А между тем шла весна. Была новая пора в Печоре. Вовсю шла реабилитация, и мои сцены с возвращением Аввакума из Сибири были тоже, восприняты Бреттерами и Рубинским как некий намек на происходящие события.
Неожиданно вызвали к Новикову.
— У меня жалоба на вас, — сказал директор так сочувствующе, что я невольно про себя, поблагодарил его за участие. — Наш Дребеньков написал.
Я молчал.
— Я в затруднении, — пояснил Новиков. — Он пишет о том, что вы избили его. К заявлению приложен акт экспертизы.
— Не может быть, — сказал я, протягивая руку. , Новиков показал мне бумагу о снятых побоях. В конце листочка значилась подпись Толи Розднянского.
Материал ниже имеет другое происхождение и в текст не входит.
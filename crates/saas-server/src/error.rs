// Copyright (c) 2025 Geoffrey Huntley <ghuntley@ghuntley.com>. All rights reserved.
// SPDX-License-Identifier: Proprietary

//! Errors surfaced to API clients.

use axum::http::StatusCode;
use axum::response::{IntoResponse, Response};
use axum::Json;
use saas_auth::AuthzError;
use serde::{Deserialize, Serialize};

/// JSON body of every error response.
#[derive(Debug, Clone, PartialEq, Eq, Serialize, Deserialize)]
pub struct ErrorResponse {
	pub error: String,
	pub message: String,
}

impl ErrorResponse {
	pub fn new(error: impl Into<String>, message: impl Into<String>) -> Self {
		Self {
			error: error.into(),
			message: message.into(),
		}
	}
}

#[derive(Debug, Clone, PartialEq, Eq, thiserror::Error)]
pub enum ApiError {
	#[error("bad request: {0}")]
	BadRequest(String),
	#[error("unauthorized: {0}")]
	Unauthorized(String),
	#[error("forbidden: {0}")]
	Forbidden(String),
	#[error("not found: {0}")]
	NotFound(String),
	#[error("internal error: {0}")]
	Internal(String),
}

impl ApiError {
	pub fn status(&self) -> StatusCode {
		match self {
			ApiError::BadRequest(_) => StatusCode::BAD_REQUEST,
			ApiError::Unauthorized(_) => StatusCode::UNAUTHORIZED,
			ApiError::Forbidden(_) => StatusCode::FORBIDDEN,
			ApiError::NotFound(_) => StatusCode::NOT_FOUND,
			ApiError::Internal(_) => StatusCode::INTERNAL_SERVER_ERROR,
		}
	}

	/// Body sent to the client. Internal details stay in the logs.
	pub fn to_response_body(&self) -> ErrorResponse {
		match self {
			ApiError::BadRequest(msg) => ErrorResponse::new("bad_request", msg.clone()),
			ApiError::Unauthorized(msg) => ErrorResponse::new("unauthorized", msg.clone()),
			ApiError::Forbidden(msg) => ErrorResponse::new("forbidden", msg.clone()),
			ApiError::NotFound(msg) => ErrorResponse::new("not_found", msg.clone()),
			ApiError::Internal(_) => ErrorResponse::new("internal_error", "Internal server error"),
		}
	}
}

impl From<AuthzError> for ApiError {
	fn from(e: AuthzError) -> Self {
		tracing::error!(error = %e, "authorization engine misuse");
		ApiError::Internal(e.to_string())
	}
}

impl IntoResponse for ApiError {
	fn into_response(self) -> Response {
		if let ApiError::Internal(detail) = &self {
			tracing::error!(error = %detail, "request failed");
		}
		(self.status(), Json(self.to_response_body())).into_response()
	}
}
// Copyright (c) 2025 Geoffrey Huntley <ghuntley@ghuntley.com>. All rights reserved.
// SPDX-License-Identifier: Proprietary

use thiserror::Error;

pub type Result<T> = std::result::Result<T, AuthzError>;

/// Defects raised by the authorization engine.
///
/// None of these is a permission decision. A denied action is a plain `false`
/// from [`crate::Ability::can`]; these variants mean the caller or the
/// deployment is wrong and should surface as an internal error.
#[derive(Error, Debug, Clone, PartialEq, Eq)]
pub enum AuthzError {
	/// A role value has no registered rule set.
	#[error("configuration error: {0}")]
	Configuration(String),

	/// A subject tag outside the closed subject type set.
	#[error("unrecognized subject: {0}")]
	UnrecognizedSubject(String),

	/// An action name outside the closed action set.
	#[error("unrecognized action: {0}")]
	UnrecognizedAction(String),
}
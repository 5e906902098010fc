// Copyright (c) 2025 Geoffrey Huntley <ghuntley@ghuntley.com>. All rights reserved.
// SPDX-License-Identifier: Proprietary

use saas_server_config::{LogFormat, LoggingConfig};
use tracing_subscriber::{layer::SubscriberExt, util::SubscriberInitExt, EnvFilter};

/// Filter from `RUST_LOG`, falling back to the configured level.
pub fn env_filter(config: &LoggingConfig) -> EnvFilter {
	EnvFilter::try_from_default_env().unwrap_or_else(|_| EnvFilter::new(&config.level))
}

/// Installs the global subscriber. Call once, before anything logs.
pub fn init_tracing(config: &LoggingConfig) {
	let registry = tracing_subscriber::registry().with(env_filter(config));
	match config.format {
		LogFormat::Text => registry
			.with(tracing_subscriber::fmt::layer().with_writer(std::io::stderr))
			.init(),
		LogFormat::Json => registry
			.with(
				tracing_subscriber::fmt::layer()
					.json()
					.with_writer(std::io::stderr),
			)
			.init(),
	}
}
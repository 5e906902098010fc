// Copyright (c) 2025 Geoffrey Huntley <ghuntley@ghuntley.com>. All rights reserved.
// SPDX-License-Identifier: Proprietary

//! Authorization configuration section.

use serde::{Deserialize, Serialize};
use std::fmt;
use std::str::FromStr;

/// HTTP status returned when an operation is not permitted.
#[derive(Debug, Clone, Copy, PartialEq, Eq, Serialize, Deserialize, Default)]
#[serde(rename_all = "snake_case")]
pub enum DenialStatus {
	/// 401, as the public API has always answered.
	#[default]
	Unauthorized,
	/// 403.
	Forbidden,
}

impl DenialStatus {
	pub fn as_u16(&self) -> u16 {
		match self {
			DenialStatus::Unauthorized => 401,
			DenialStatus::Forbidden => 403,
		}
	}
}

impl fmt::Display for DenialStatus {
	fn fmt(&self, f: &mut fmt::Formatter<'_>) -> fmt::Result {
		match self {
			DenialStatus::Unauthorized => write!(f, "unauthorized"),
			DenialStatus::Forbidden => write!(f, "forbidden"),
		}
	}
}

impl FromStr for DenialStatus {
	type Err = String;

	fn from_str(s: &str) -> Result<Self, Self::Err> {
		match s.to_lowercase().as_str() {
			"unauthorized" | "401" => Ok(DenialStatus::Unauthorized),
			"forbidden" | "403" => Ok(DenialStatus::Forbidden),
			other => Err(format!("unknown denial status '{other}'")),
		}
	}
}

#[derive(Debug, Clone, Default, Serialize, Deserialize, PartialEq)]
pub struct AuthzConfigLayer {
	pub cache_rule_sets: Option<bool>,
	pub denial_status: Option<DenialStatus>,
}

impl AuthzConfigLayer {
	pub fn merge(&mut self, other: Self) {
		if other.cache_rule_sets.is_some() {
			self.cache_rule_sets = other.cache_rule_sets;
		}
		if other.denial_status.is_some() {
			self.denial_status = other.denial_status;
		}
	}

	pub fn finalize(self) -> AuthzConfig {
		AuthzConfig {
			cache_rule_sets: self.cache_rule_sets.unwrap_or(true),
			denial_status: self.denial_status.unwrap_or_default(),
		}
	}
}

/// Authorization configuration (runtime, fully resolved).
#[derive(Debug, Clone, Serialize, Deserialize, PartialEq)]
pub struct AuthzConfig {
	/// Share one rule set per role across requests instead of rebuilding it.
	pub cache_rule_sets: bool,
	pub denial_status: DenialStatus,
}

impl Default for AuthzConfig {
	fn default() -> Self {
		Self {
			cache_rule_sets: true,
			denial_status: DenialStatus::Unauthorized,
		}
	}
}
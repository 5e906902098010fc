// Copyright (c) 2025 Geoffrey Huntley <ghuntley@ghuntley.com>. All rights reserved.
// SPDX-License-Identifier: Proprietary

//! Partial configuration as produced by one source.

use serde::Deserialize;

use crate::sections::{AuthzConfigLayer, BillingConfigLayer, LoggingConfigLayer};

/// One source's view of the configuration; absent sections leave lower layers untouched.
#[derive(Debug, Clone, Default, Deserialize, PartialEq)]
pub struct ServerConfigLayer {
	#[serde(default)]
	pub authz: Option<AuthzConfigLayer>,
	#[serde(default)]
	pub billing: Option<BillingConfigLayer>,
	#[serde(default)]
	pub logging: Option<LoggingConfigLayer>,
}

impl ServerConfigLayer {
	pub fn merge(&mut self, other: ServerConfigLayer) {
		merge_section(&mut self.authz, other.authz, AuthzConfigLayer::merge);
		merge_section(&mut self.billing, other.billing, BillingConfigLayer::merge);
		merge_section(&mut self.logging, other.logging, LoggingConfigLayer::merge);
	}
}

fn merge_section<T>(base: &mut Option<T>, other: Option<T>, merge: fn(&mut T, T)) {
	let Some(overlay) = other else {
		return;
	};
	if let Some(existing) = base.as_mut() {
		merge(existing, overlay);
	} else {
		*base = Some(overlay);
	}
}
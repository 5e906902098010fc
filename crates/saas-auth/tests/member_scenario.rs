// Copyright (c) 2025 Geoffrey Huntley <ghuntley@ghuntley.com>. All rights reserved.
// SPDX-License-Identifier: Proprietary

//! End-to-end decisions for one member across owned and foreign resources.

use saas_auth::{
	get_ability_for, get_cached_ability_for, Action, AuthzError, OrgId, OrganizationAttrs,
	ProjectAttrs, ProjectId, Role, SubjectType, UserId,
};

struct Fixture {
	user: UserId,
	own_project: ProjectAttrs,
	foreign_project: ProjectAttrs,
	organization: OrganizationAttrs,
}

fn fixture() -> Fixture {
	let user = UserId::generate();
	let other = UserId::generate();
	let org_id = OrgId::generate();

	Fixture {
		user,
		own_project: ProjectAttrs {
			id: ProjectId::generate(),
			owner_id: user,
			organization_id: org_id,
		},
		foreign_project: ProjectAttrs {
			id: ProjectId::generate(),
			owner_id: other,
			organization_id: org_id,
		},
		// The member holds the organization's owner field.
		organization: OrganizationAttrs::new(org_id, user),
	}
}

#[test]
fn member_deletes_own_project_only() {
	let f = fixture();
	let ability = get_ability_for(f.user, Role::Member);

	assert!(!ability.cannot(Action::Delete, &f.own_project));
	assert!(ability.cannot(Action::Delete, &f.foreign_project));
}

#[test]
fn member_cannot_transfer_organization_they_own() {
	let f = fixture();
	let ability = get_ability_for(f.user, Role::Member);

	assert!(ability.cannot(Action::TransferOwnership, &f.organization));
}

#[test]
fn cached_ability_makes_the_same_decisions() {
	let f = fixture();
	let ability = get_cached_ability_for(f.user, Role::Member);

	assert!(ability.can(Action::Update, &f.own_project));
	assert!(ability.cannot(Action::Update, &f.foreign_project));
	assert!(ability.cannot(Action::TransferOwnership, &f.organization));
}

#[test]
fn billing_member_sees_billing_but_no_projects() {
	let f = fixture();
	let ability = get_ability_for(f.user, Role::Billing);

	assert!(ability.can(Action::Get, SubjectType::Billing));
	assert!(ability.cannot(Action::Get, &f.own_project));
	assert!(ability.cannot(Action::Get, &f.foreign_project));
}

#[test]
fn admin_manages_everything() {
	let f = fixture();
	let ability = get_ability_for(UserId::generate(), Role::Admin);

	for action in Action::all() {
		assert!(ability.can(*action, &f.own_project));
		assert!(ability.can(*action, &f.foreign_project));
		assert!(ability.can(*action, &f.organization));
	}
}

#[test]
fn defects_are_errors() {
	assert!(matches!(
		"OWNER".parse::<Role>(),
		Err(AuthzError::Configuration(_))
	));

	let ability = get_ability_for(UserId::generate(), Role::Admin);
	assert!(matches!(
		ability.can_tagged("get", "Repository"),
		Err(AuthzError::UnrecognizedSubject(_))
	));
}
// Copyright (c) 2025 Geoffrey Huntley <ghuntley@ghuntley.com>. All rights reserved.
// SPDX-License-Identifier: Proprietary

//! Configuration sources: built-in defaults, TOML files and environment variables.

use std::path::PathBuf;

use tracing::{debug, trace};

use crate::error::ConfigError;
use crate::layer::ServerConfigLayer;
use crate::sections::{
	AuthzConfigLayer, BillingConfigLayer, DenialStatus, LogFormat, LoggingConfigLayer,
};

/// Default location of the server config file.
pub const SYSTEM_CONFIG_PATH: &str = "/etc/saas/server.toml";

/// Source precedence levels (higher = overrides lower).
#[derive(Debug, Clone, Copy, PartialEq, Eq, PartialOrd, Ord)]
pub enum Precedence {
	Defaults = 10,
	ConfigFile = 20,
	Environment = 50,
}

/// Trait for configuration sources.
pub trait ConfigSource: Send + Sync {
	fn name(&self) -> &'static str;
	fn precedence(&self) -> Precedence;
	fn load(&self) -> Result<ServerConfigLayer, ConfigError>;
}

/// Built-in defaults source.
pub struct DefaultsSource;

impl ConfigSource for DefaultsSource {
	fn name(&self) -> &'static str {
		"defaults"
	}

	fn precedence(&self) -> Precedence {
		Precedence::Defaults
	}

	fn load(&self) -> Result<ServerConfigLayer, ConfigError> {
		debug!("loading defaults");
		Ok(ServerConfigLayer::default())
	}
}

/// TOML file configuration source.
pub struct TomlSource {
	path: PathBuf,
}

impl TomlSource {
	pub fn new(path: impl Into<PathBuf>) -> Self {
		Self { path: path.into() }
	}

	pub fn system() -> Self {
		Self::new(SYSTEM_CONFIG_PATH)
	}
}

impl ConfigSource for TomlSource {
	fn name(&self) -> &'static str {
		"toml-config"
	}

	fn precedence(&self) -> Precedence {
		Precedence::ConfigFile
	}

	fn load(&self) -> Result<ServerConfigLayer, ConfigError> {
		if !self.path.exists() {
			debug!(path = %self.path.display(), "config file not found, skipping");
			return Ok(ServerConfigLayer::default());
		}

		debug!(path = %self.path.display(), "loading config file");
		let content = std::fs::read_to_string(&self.path).map_err(|e| ConfigError::FileRead {
			path: self.path.clone(),
			source: e,
		})?;

		let layer: ServerConfigLayer =
			toml::from_str(&content).map_err(|e| ConfigError::TomlParse {
				path: self.path.clone(),
				source: e,
			})?;

		trace!("parsed config layer from TOML");
		Ok(layer)
	}
}

/// Environment variable source.
///
/// Convention: SAAS_SERVER_<SECTION>_<FIELD>
pub struct EnvSource;

impl ConfigSource for EnvSource {
	fn name(&self) -> &'static str {
		"environment"
	}

	fn precedence(&self) -> Precedence {
		Precedence::Environment
	}

	fn load(&self) -> Result<ServerConfigLayer, ConfigError> {
		debug!("loading environment variables");
		load_from_lookup(&Env(|name: &str| std::env::var(name).ok()))
	}
}

/// Variable lookup, empty values treated as unset.
struct Env<F>(F);

impl<F: Fn(&str) -> Option<String>> Env<F> {
	fn var(&self, name: &str) -> Option<String> {
		(self.0)(name).filter(|s| !s.is_empty())
	}

	fn bool(&self, name: &str) -> Option<bool> {
		self
			.var(name)
			.map(|v| v.eq_ignore_ascii_case("true") || v == "1")
	}

	fn u64(&self, name: &str) -> Result<Option<u64>, ConfigError> {
		self.parsed(name, |v| {
			v.parse::<u64>()
				.map_err(|_| format!("invalid u64 value '{v}'"))
		})
	}

	fn parsed<T>(
		&self,
		name: &str,
		parse: impl Fn(&str) -> Result<T, String>,
	) -> Result<Option<T>, ConfigError> {
		match self.var(name) {
			Some(v) => parse(&v).map(Some).map_err(|message| ConfigError::InvalidValue {
				key: name.to_string(),
				message,
			}),
			None => Ok(None),
		}
	}
}

fn load_from_lookup<F: Fn(&str) -> Option<String>>(
	env: &Env<F>,
) -> Result<ServerConfigLayer, ConfigError> {
	Ok(ServerConfigLayer {
		authz: Some(AuthzConfigLayer {
			cache_rule_sets: env.bool("SAAS_SERVER_AUTHZ_CACHE_RULE_SETS"),
			denial_status: env.parsed("SAAS_SERVER_AUTHZ_DENIAL_STATUS", |v| {
				v.parse::<DenialStatus>()
			})?,
		}),
		billing: Some(BillingConfigLayer {
			seat_price: env.u64("SAAS_SERVER_BILLING_SEAT_PRICE")?,
			project_price: env.u64("SAAS_SERVER_BILLING_PROJECT_PRICE")?,
		}),
		logging: Some(LoggingConfigLayer {
			level: env.var("SAAS_SERVER_LOG_LEVEL"),
			format: env.parsed("SAAS_SERVER_LOG_FORMAT", |v| v.parse::<LogFormat>())?,
		}),
	})
}
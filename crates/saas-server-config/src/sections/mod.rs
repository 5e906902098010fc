// Copyright (c) 2025 Geoffrey Huntley <ghuntley@ghuntley.com>. All rights reserved.
// SPDX-License-Identifier: Proprietary

mod authz;
mod billing;
mod logging;

pub use authz::{AuthzConfig, AuthzConfigLayer, DenialStatus};
pub use billing::{BillingConfig, BillingConfigLayer};
pub use logging::{LogFormat, LoggingConfig, LoggingConfigLayer};
// Copyright (c) 2025 Geoffrey Huntley <ghuntley@ghuntley.com>. All rights reserved.
// SPDX-License-Identifier: Proprietary

//! Inspect role permissions from the command line.

use clap::{Parser, Subcommand};
use saas_auth::{permission_matrix, Action, Role, SubjectType, UserId};
use saas_server::inspect::{check, CheckRequest};
use saas_server::logging::init_tracing;
use saas_server::Authorizer;

#[derive(Parser, Debug)]
#[command(name = "saas-authz", about = "Inspect organization role permissions", version)]
struct Args {
	/// Config file (defaults to /etc/saas/server.toml)
	#[arg(long, global = true)]
	config: Option<std::path::PathBuf>,

	#[command(subcommand)]
	command: Command,
}

#[derive(Subcommand, Debug)]
enum Command {
	/// Print the ordered rule set of a role as JSON
	Rules {
		/// ADMIN, MEMBER or BILLING
		role: Role,
	},
	/// Decide a single permission question
	Check {
		#[arg(long)]
		role: Role,
		/// manage, create, get, update, delete or transfer_ownership
		#[arg(long)]
		action: Action,
		/// User, Project, Organization, Invite, Billing or all
		#[arg(long)]
		subject: SubjectType,
		/// Acting user id (random when omitted)
		#[arg(long)]
		user: Option<UserId>,
		/// Owner of the subject instance
		#[arg(long)]
		owner: Option<UserId>,
		/// Author of the invite instance
		#[arg(long)]
		author: Option<UserId>,
	},
	/// Print the role × action × subject type matrix
	Matrix,
}

fn main() -> Result<(), Box<dyn std::error::Error>> {
	let args = Args::parse();

	let config = match &args.config {
		Some(path) => saas_server_config::load_config_with_file(path)?,
		None => saas_server_config::load_config()?,
	};
	init_tracing(&config.logging);

	let authorizer = Authorizer::new(config.authz);

	let output = match args.command {
		Command::Rules { role } => serde_json::to_string_pretty(saas_auth::rules_for_role(role).as_slice())?,
		Command::Check {
			role,
			action,
			subject,
			user,
			owner,
			author,
		} => {
			let outcome = check(
				&authorizer,
				&CheckRequest {
					role,
					action,
					subject,
					user,
					owner,
					author,
				},
			);
			serde_json::to_string_pretty(&outcome)?
		}
		Command::Matrix => serde_json::to_string_pretty(&permission_matrix())?,
	};

	println!("{output}");
	Ok(())
}
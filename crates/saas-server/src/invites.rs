// Copyright (c) 2025 Geoffrey Huntley <ghuntley@ghuntley.com>. All rights reserved.
// SPDX-License-Identifier: Proprietary

//! Invite creation rules.

use saas_auth::{Ability, OrganizationAttrs};

use crate::authorize::Authorizer;
use crate::error::ApiError;
use crate::operations::{authorize_operation, Operation};

/// Domain part of an e-mail address.
pub fn email_domain(email: &str) -> Result<&str, ApiError> {
	match email.trim().split_once('@') {
		Some((local, domain)) if !local.is_empty() && !domain.is_empty() && !domain.contains('@') => {
			Ok(domain)
		}
		_ => Err(ApiError::BadRequest(format!("Invalid e-mail address: {email}"))),
	}
}

/// Rejects invites that auto-attach would make redundant.
pub fn validate_invite_email(organization: &OrganizationAttrs, email: &str) -> Result<(), ApiError> {
	let domain = email_domain(email)?;
	let joins_automatically = organization.should_attach_users_by_domain
		&& organization
			.domain
			.as_deref()
			.is_some_and(|d| d.eq_ignore_ascii_case(domain));

	if joins_automatically {
		return Err(ApiError::BadRequest(format!(
			"Users with \"{domain}\" domain will join your organization automatically on login."
		)));
	}
	Ok(())
}

/// Permission check followed by the e-mail rule, in the order the API applies them.
pub fn authorize_invite(
	authorizer: &Authorizer,
	ability: &Ability,
	organization: &OrganizationAttrs,
	email: &str,
) -> Result<(), ApiError> {
	authorize_operation(authorizer, ability, Operation::CreateInvite)?;
	validate_invite_email(organization, email)
}
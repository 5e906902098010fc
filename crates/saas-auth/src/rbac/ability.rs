// Copyright (c) 2025 Geoffrey Huntley <ghuntley@ghuntley.com>. All rights reserved.
// SPDX-License-Identifier: Proprietary

//! Permission decision engine.
//!
//! An [`Ability`] pairs one user with an ordered [`RuleSet`] and answers
//! `can` / `cannot` queries:
//!
//! 1. Resolve the subject type of the queried subject
//! 2. Scan the rules from last declared to first
//! 3. The first rule whose action, subject type and condition match decides:
//!    `allow` grants, `deny` refuses
//! 4. No matching rule refuses (fail-closed)
//!
//! A later rule therefore overrides an earlier one for the same case. Evaluation
//! never mutates the ability, so one value can be shared freely across threads.

use serde::Serialize;
use tracing::{debug, instrument};

use super::rule::{Action, Effect, Rule, RuleSet};
use super::subject::{Subject, SubjectType};
use crate::error::Result;
use crate::AuthUser;

/// Outcome of a decision, with the rule that produced it.
#[derive(Debug, Clone, Copy, PartialEq, Eq, Serialize)]
pub struct Decision {
	pub allowed: bool,
	/// Index into the rule set of the deciding rule; `None` when nothing matched.
	pub matched_rule: Option<usize>,
}

/// Queryable permissions of one user.
#[derive(Debug, Clone, PartialEq, Eq)]
pub struct Ability {
	user: AuthUser,
	rules: RuleSet,
}

impl Ability {
	/// Wraps `rules` unchanged. Contradictory rules are legal; order resolves them.
	pub fn new(user: AuthUser, rules: impl Into<RuleSet>) -> Self {
		Self {
			user,
			rules: rules.into(),
		}
	}

	pub fn user(&self) -> &AuthUser {
		&self.user
	}

	pub fn rules(&self) -> &[Rule] {
		&self.rules
	}

	/// Returns true if the user may perform `action` on `subject`.
	pub fn can<'a>(&self, action: Action, subject: impl Into<Subject<'a>>) -> bool {
		self.decide(action, subject.into()).allowed
	}

	/// Logical negation of [`Ability::can`].
	pub fn cannot<'a>(&self, action: Action, subject: impl Into<Subject<'a>>) -> bool {
		!self.can(action, subject)
	}

	/// Evaluates a query given as wire names, e.g. `("get", "Billing")`.
	///
	/// Unknown names are caller defects and are returned as errors rather
	/// than treated as a denial.
	pub fn can_tagged(&self, action: &str, subject: &str) -> Result<bool> {
		let action: Action = action.parse()?;
		let subject_type: SubjectType = subject.parse()?;
		Ok(self.can(action, subject_type))
	}

	/// Runs the reverse-scan match and reports which rule decided.
	#[instrument(
		level = "debug",
		skip(self, subject),
		fields(
			user_id = %self.user.id,
			role = %self.user.role,
			action = %action,
			subject_type = %subject.subject_type(),
		)
	)]
	pub fn decide(&self, action: Action, subject: Subject<'_>) -> Decision {
		let matched = self
			.rules
			.iter()
			.enumerate()
			.rev()
			.find(|(_, rule)| rule.matches(&self.user, action, &subject));

		let decision = match matched {
			Some((index, rule)) => Decision {
				allowed: rule.effect == Effect::Allow,
				matched_rule: Some(index),
			},
			None => Decision {
				allowed: false,
				matched_rule: None,
			},
		};

		debug!(
			allowed = decision.allowed,
			matched_rule = ?decision.matched_rule,
			"authorization decision"
		);

		decision
	}

	/// The rule that produced `decision`, if any.
	pub fn rule_for(&self, decision: &Decision) -> Option<&Rule> {
		decision.matched_rule.and_then(|i| self.rules.get(i))
	}
}
use serde::{Deserialize, Serialize};
use std::fmt;

use crate::types::Effect;

pub const POLICY_VERSION: &str = "2012-10-17";
pub const INVOKE_ACTION: &str = "execute-api:Invoke";

#[derive(Debug, Clone, Copy, PartialEq, Eq, Serialize, Deserialize)]
#[serde(rename_all = "SCREAMING_SNAKE_CASE")]
pub enum AuthorizerType {
    Token,
}

/// Token authorizer input event
#[derive(Clone, Serialize, Deserialize)]
#[serde(rename_all = "camelCase")]
pub struct AuthorizerEvent {
    #[serde(rename = "type")]
    pub authorizer_type: AuthorizerType,
    pub method_arn: String,
    pub authorization_token: String,
}

impl AuthorizerEvent {
    pub fn token(method_arn: impl Into<String>, authorization_token: impl Into<String>) -> Self {
        Self {
            authorizer_type: AuthorizerType::Token,
            method_arn: method_arn.into(),
            authorization_token: authorization_token.into(),
        }
    }
}

// The token must never reach logs
impl fmt::Debug for AuthorizerEvent {
    fn fmt(&self, f: &mut fmt::Formatter<'_>) -> fmt::Result {
        f.debug_struct("AuthorizerEvent")
            .field("authorizer_type", &self.authorizer_type)
            .field("method_arn", &self.method_arn)
            .field("authorization_token", &"[REDACTED]")
            .finish()
    }
}

/// Token authorizer output
#[derive(Debug, Clone, PartialEq, Eq, Serialize, Deserialize)]
#[serde(rename_all = "camelCase")]
pub struct AuthorizerResponse {
    pub principal_id: String,
    pub policy_document: PolicyDocument,
}

#[derive(Debug, Clone, PartialEq, Eq, Serialize, Deserialize)]
#[serde(rename_all = "PascalCase")]
pub struct PolicyDocument {
    pub version: String,
    pub statement: Vec<Statement>,
}

#[derive(Debug, Clone, PartialEq, Eq, Serialize, Deserialize)]
#[serde(rename_all = "PascalCase")]
pub struct Statement {
    pub action: String,
    pub effect: Effect,
    pub resource: String,
}
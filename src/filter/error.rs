use thiserror::Error;

#[derive(Error, Debug, Clone, PartialEq, Eq)]
pub enum FilterError {
    #[error("Unknown field: {0}")]
    UnknownField(String),
}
Новиков сочувствующе стал рассуждать:
— Я, конечно, могу посодействовать, но как пойдешь против факта? Уголовное дело. Избиение.
— Я его не избивал.
— Свидетели есть. Кстати, среди свидетелей и ваш приятель — Леня Шустиков, муж Софьи Павловны, учительницы вечерней школы.
— Не может быть, — снова сказал я.
— Вот, пожалуйста.
И я снова протянул руку за бумагой.
— Но Дребеньков полез ко мне первым. Я защищался сам и защищал ребенка.
— Это уже дело судебного разбирательства. Как там решат, я не знаю.
— Судебного?
— Я не стал бы вас беспокоить. Дело серьезное. Подумайте, в чем и как я бы смог вам помочь.
— Я не знаю, — тихо прошептал я. Мне было так больно и так беспомощно, точно обе мои ступни придавило вагонеткой.
— Конечно, мы могли бы от партийной и профсоюзной организаций ходатайствовать, но вы так всех восстановили против себя.
Я только много лет спустя понял, что Новиков играл со мной. И эта игра, куда там Борджиа и Макиавелли, — высший класс игра! — подлинное чувство и подлинное переживание. А тогда я смотрел в его искренние, блестящие, отполированные голубые глаза и понимал каким-то особым чутьем, чего он от меня хочет. И не мог сделать того, чего он от меня ждал. Не мог я завопить, запросить, чтобы он меня защитил. Не мог сказать: «Помогите, Алексей Федорович. Всегда буду вам признателен. Спасите меня».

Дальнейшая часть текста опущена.